Mr. Nelson and his wife retired several years ago from their business, Hickory Knoll Antiques, which they operated from their Sylvania home.
The couple scoured the Pennsylvania countryside for unusual or primitive antiques, especially wooden, and brought them home to prepare them for sale.
"It was just the two of us. We did all our own refinishing, everything," Mrs. Nelson said.
From April through November, the couple sold their finds at the regular shows offered by the Ann Arbor Antiques Market.
"He just got the satisfaction of actually seeing a thing through from the beginning to the end," his wife said. "He could see a thing start off and see it finished and see it going into somebody's home. In a lot of jobs, you never see how it turned out."
Their granddaughter, Heidi Stechschulte, said, "They've always had a lot of energy. They loved the business, and they loved the antiques."
Mr. Nelson was a carpenter and cabinetmaker for Mayfair Lumber, later known as Lumber Suppliers. As the couple began collecting antiques, Mr. Nelson - pointing to the hickory tree on the knoll in their backyard - said if the couple ever had an antiques business, they'd call it Hickory Knoll, "never dreaming that we really would," Mrs. Nelson said.
Mr. Nelson retired from Lumber Suppliers in the early 1980s and devoted himself to the antiques' business.
Mr. Nelson was born in Zumber Falls, Minn. The family moved from Wisconsin to Toledo and, later, Sylvania. He was a graduate of the former Burnham High School.
He was an Army veteran of World War II and was selected for a special training program at the University of Chicago, part of the Manhattan Project that created the atomic bomb.
"It was very, very hushed, and you were really investigated before you could be in the program," Mrs. Nelson said.
Mr. Nelson later served in Missouri and in Texas in the signal corps and was part of the postwar occupation force in Japan.
Mr. Nelson went to a carpenters' school when he returned and worked several years for a company that developed subdivisions. He made time for woodworking away from the job too.
"All I would have to do if I wanted something made was to tell him what it would look like, maybe draw a little picture, and he would make it like I wanted it," his wife said.
Mr.

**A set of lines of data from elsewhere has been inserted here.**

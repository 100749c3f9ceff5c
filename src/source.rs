//! Source-directory scanning and image/label pairing.
//!
//! An aerial capture dump is one flat directory of images next to their
//! label files, so discovery is deliberately non-recursive. Subdirectories
//! (including a previous split output, if someone pointed both paths at the
//! same place) are never picked up.

use std::fs;
use std::io;
use std::path::{Path, PathBuf};

use crate::error::AeroprepError;

/// Image extensions recognized by default.
pub const DEFAULT_IMAGE_EXTENSIONS: [&str; 2] = ["jpg", "png"];

/// Extension used by label files.
pub const LABEL_EXTENSION: &str = "txt";

/// Owned copy of the default image extension list, for options structs.
pub fn default_image_extensions() -> Vec<String> {
    DEFAULT_IMAGE_EXTENSIONS
        .iter()
        .map(|ext| ext.to_string())
        .collect()
}

/// List files directly inside `dir` whose extension matches one of
/// `extensions`, case-insensitively. Sorted by path so discovery order is
/// stable across platforms.
pub fn list_files_with_extensions<S: AsRef<str>>(
    dir: &Path,
    extensions: &[S],
) -> Result<Vec<PathBuf>, AeroprepError> {
    let entries = fs::read_dir(dir).map_err(|source| AeroprepError::SourceDirRead {
        dir: dir.to_path_buf(),
        source,
    })?;

    let mut files = Vec::new();
    for entry in entries {
        let entry = entry.map_err(|source| AeroprepError::SourceDirRead {
            dir: dir.to_path_buf(),
            source,
        })?;
        let path = entry.path();
        if path.is_file() && has_extension(&path, extensions) {
            files.push(path);
        }
    }

    files.sort();
    Ok(files)
}

/// Expected label path for an image: same directory, same stem, `.txt`.
pub fn label_path_for_image(image_path: &Path) -> PathBuf {
    image_path.with_extension(LABEL_EXTENSION)
}

/// Best-effort text read: invalid byte sequences are replaced, not fatal.
pub fn read_to_string_lossy(path: &Path) -> io::Result<String> {
    let bytes = fs::read(path)?;
    Ok(String::from_utf8_lossy(&bytes).into_owned())
}

fn has_extension<S: AsRef<str>>(path: &Path, allowed: &[S]) -> bool {
    let Some(ext) = path.extension().and_then(|ext| ext.to_str()) else {
        return false;
    };

    allowed
        .iter()
        .any(|allowed_ext| ext.eq_ignore_ascii_case(allowed_ext.as_ref()))
}
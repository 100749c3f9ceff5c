//! Split report type and terminal formatting.

use serde::Serialize;
use std::fmt;

/// The result of materializing a train/val split.
#[derive(Clone, Copy, Debug, Serialize)]
pub struct SplitReport {
    /// Images discovered in the source directory.
    pub images_found: usize,
    /// Images with a structurally plausible label file.
    pub valid_pairs: usize,
    /// Pairs copied into the train partition.
    pub train: usize,
    /// Pairs copied into the val partition.
    pub val: usize,
}

impl SplitReport {
    /// Images discarded for lacking a plausible label file.
    pub fn discarded(&self) -> usize {
        self.images_found - self.valid_pairs
    }
}

impl fmt::Display for SplitReport {
    fn fmt(&self, f: &mut fmt::Formatter<'_>) -> fmt::Result {
        writeln!(f, "Images found:     {}", self.images_found)?;
        writeln!(f, "Valid pairs:      {}", self.valid_pairs)?;
        if self.discarded() > 0 {
            writeln!(f, "Discarded:        {}", self.discarded())?;
        }
        writeln!(f, "Copied to train:  {}", self.train)?;
        writeln!(f, "Copied to val:    {}", self.val)?;
        Ok(())
    }
}

#[cfg(test)]
mod tests {
    use super::*;

    #[test]
    fn display_reports_all_counts() {
        let report = SplitReport {
            images_found: 13,
            valid_pairs: 10,
            train: 8,
            val: 2,
        };

        let output = format!("{}", report);
        assert!(output.contains("Images found:     13"));
        assert!(output.contains("Valid pairs:      10"));
        assert!(output.contains("Discarded:        3"));
        assert!(output.contains("Copied to train:  8"));
        assert!(output.contains("Copied to val:    2"));
    }
}
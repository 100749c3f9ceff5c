use std::process::ExitCode;

fn main() -> ExitCode {
    match aeroprep::run() {
        Ok(()) => ExitCode::SUCCESS,
        Err(err) => {
            eprintln!("error: {err}");
            ExitCode::FAILURE
        }
    }
}
use std::path::PathBuf;
use thiserror::Error;

/// The main error type for aeroprep operations.
#[derive(Debug, Error)]
pub enum AeroprepError {
    #[error("IO error: {0}")]
    Io(#[from] std::io::Error),

    #[error("failed to read source directory {dir}: {source}")]
    SourceDirRead {
        dir: PathBuf,
        #[source]
        source: std::io::Error,
    },

    #[error("no label files (*.txt) found in {dir}")]
    NoLabelFiles { dir: PathBuf },

    #[error("no images found in {dir}")]
    NoImages { dir: PathBuf },

    #[error("no image with parsable labels found in {dir} after {attempts} attempt(s)")]
    NoAnnotatedSample { dir: PathBuf, attempts: usize },

    #[error("failed to read image {path}: {source}")]
    ImageRead {
        path: PathBuf,
        #[source]
        source: image::ImageError,
    },

    #[error("failed to write annotated image {path}: {source}")]
    ImageWrite {
        path: PathBuf,
        #[source]
        source: image::ImageError,
    },

    #[error("split ratio must be strictly between 0.0 and 1.0, got {0}")]
    InvalidRatio(f64),

    #[error("failed to serialize report: {0}")]
    ReportJson(#[from] serde_json::Error),
}
#![allow(dead_code)]

use std::fs;
use std::path::Path;

use image::{Rgb, RgbImage};

/// Fill color used for fixture images, distinct from every palette color
/// the preview draws with.
pub const FIXTURE_FILL: Rgb<u8> = Rgb([40, 60, 80]);

/// Write a real, decodable image so the preview pipeline can open it.
/// The format is inferred from the extension (`.jpg` or `.png`).
pub fn write_image(path: &Path, width: u32, height: u32) {
    if let Some(parent) = path.parent() {
        fs::create_dir_all(parent).expect("create parent dir");
    }
    let img = RgbImage::from_pixel(width, height, FIXTURE_FILL);
    img.save(path).expect("write fixture image");
}

/// Write a label file with the given content.
pub fn write_labels(path: &Path, content: &str) {
    if let Some(parent) = path.parent() {
        fs::create_dir_all(parent).expect("create parent dir");
    }
    fs::write(path, content).expect("write label file");
}

/// Write a valid image/label pair: `<stem>.<ext>` plus `<stem>.txt` holding
/// one well-formed row per class id given.
pub fn write_pair(dir: &Path, stem: &str, ext: &str, class_ids: &[u32]) {
    write_image(&dir.join(format!("{stem}.{ext}")), 64, 48);
    let content: String = class_ids
        .iter()
        .map(|id| format!("{id} 0.5 0.5 0.25 0.25\n"))
        .collect();
    write_labels(&dir.join(format!("{stem}.txt")), &content);
}
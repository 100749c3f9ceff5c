//! Stats report type and terminal formatting.

use serde::Serialize;
use std::collections::BTreeMap;
use std::fmt;

/// The result of a statistics run over a label directory.
///
/// `per_class` is keyed by class id, so iteration is ascending by id.
#[derive(Clone, Debug, Serialize)]
pub struct StatsReport {
    /// Number of label files analyzed.
    pub label_files: usize,
    /// Objects counted across all label files.
    pub total_objects: u64,
    /// Lines that failed the structural checks and counted toward nothing.
    pub skipped_lines: u64,
    /// Object count per class id.
    pub per_class: BTreeMap<u32, u64>,
    /// Display-only option for histogram rendering width.
    #[serde(skip)]
    pub(crate) bar_width: usize,
}

impl fmt::Display for StatsReport {
    fn fmt(&self, f: &mut fmt::Formatter<'_>) -> fmt::Result {
        writeln!(
            f,
            "Analyzed {} label file(s)",
            format_number(self.label_files as u64)
        )?;
        writeln!(f)?;
        writeln!(
            f,
            "  Total objects:  {}",
            format_number(self.total_objects)
        )?;
        if self.skipped_lines > 0 {
            writeln!(
                f,
                "  Skipped lines:  {}",
                format_number(self.skipped_lines)
            )?;
        }
        writeln!(f)?;
        writeln!(f, "  Class distribution:")?;

        if self.per_class.is_empty() {
            writeln!(f, "    No valid objects found.")?;
            return Ok(());
        }

        let max_count = self.per_class.values().copied().max().unwrap_or(1);
        for (class_id, count) in &self.per_class {
            let pct = if self.total_objects > 0 {
                (*count as f64 / self.total_objects as f64) * 100.0
            } else {
                0.0
            };
            writeln!(
                f,
                "    class {:<5} {:>8}  {:>5.1}%  {}",
                class_id,
                format_number(*count),
                pct,
                render_bar(*count, max_count, self.bar_width)
            )?;
        }

        Ok(())
    }
}

/// Format a number with thousands separators.
fn format_number(n: u64) -> String {
    let s = n.to_string();
    let mut result = String::new();
    for (i, c) in s.chars().rev().enumerate() {
        if i > 0 && i % 3 == 0 {
            result.push(',');
        }
        result.push(c);
    }
    result.chars().rev().collect()
}

/// Render a horizontal bar using Unicode block characters.
fn render_bar(count: u64, max_count: u64, width: usize) -> String {
    if max_count == 0 || width == 0 {
        return String::new();
    }

    let filled = ((count as u128 * width as u128) / max_count as u128) as usize;
    let filled = filled.min(width);
    "█".repeat(filled) + &"░".repeat(width - filled)
}
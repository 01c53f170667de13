//! Error types for the HTTP server.

use thiserror::Error;

use crate::parser::{Error as ParserError, Method};
use crate::server::response::StatusCode;

/// Errors that can occur during HTTP server operation.
#[derive(Debug, Error)]
pub enum Error {
    /// Error parsing an HTTP request.
    #[error("Parse error: {0}")]
    ParseError(#[from] ParserError),

    /// I/O error.
    #[error("I/O error: {0}")]
    IoError(#[from] std::io::Error),

    /// Requested resource not found.
    #[error("Not found: {0}")]
    NotFound(String),

    /// Method not allowed for the requested resource.
    #[error("Method {0} not allowed for path: {1}")]
    MethodNotAllowed(Method, String),

    /// Internal server error, usually raised by a handler.
    #[error("Internal server error: {0}")]
    InternalError(String),

    /// JSON serialization/deserialization error.
    #[error("JSON error: {0}")]
    JsonError(#[from] serde_json::Error),

    /// The header block grew past the configured limit without a terminator.
    #[error("Request header exceeds {0} bytes")]
    HeaderTooLarge(usize),

    /// The announced Content-Length is above the configured limit.
    #[error("Request body of {0} bytes exceeds limit of {1} bytes")]
    PayloadTooLarge(usize, usize),

    /// No base directory is configured for this MIME type.
    #[error("Unsupported MIME type: {0}")]
    UnsupportedMime(String),
}

impl Error {
    /// The status code a client sees for this error.
    pub fn status_code(&self) -> StatusCode {
        match self {
            Error::ParseError(_) => StatusCode::BadRequest,
            Error::NotFound(_) | Error::UnsupportedMime(_) => StatusCode::NotFound,
            Error::MethodNotAllowed(..) => StatusCode::MethodNotAllowed,
            Error::PayloadTooLarge(..) => StatusCode::PayloadTooLarge,
            Error::HeaderTooLarge(_) => StatusCode::RequestHeaderFieldsTooLarge,
            Error::IoError(_) | Error::InternalError(_) | Error::JsonError(_) => {
                StatusCode::InternalServerError
            }
        }
    }

    /// Whether the failure is the server's fault rather than the client's.
    pub fn is_server_error(&self) -> bool {
        self.status_code().code() >= 500 || matches!(self, Error::UnsupportedMime(_))
    }
}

Nelson was a 50-year member of First Church Unity, where he had been a board member, Sunday school superintendent, and teacher.
He was a 50-year member of Damascus Lodge, F&AM, of which he was worshipful master. He was a noble grand of the Odd Fellows Viking Lodge.
Surviving are his wife, Marianne, whom he married Oct. 31, 1943, and a granddaughter.
Funeral services will be at 11 a.m. tomorrow in the Reeb Mortuary, where the family will receive friends after 4 p.m. today. Damascus Lodge services will be at 7:30 tonight in the mortuary.
The family suggests tributes to First Church Unity.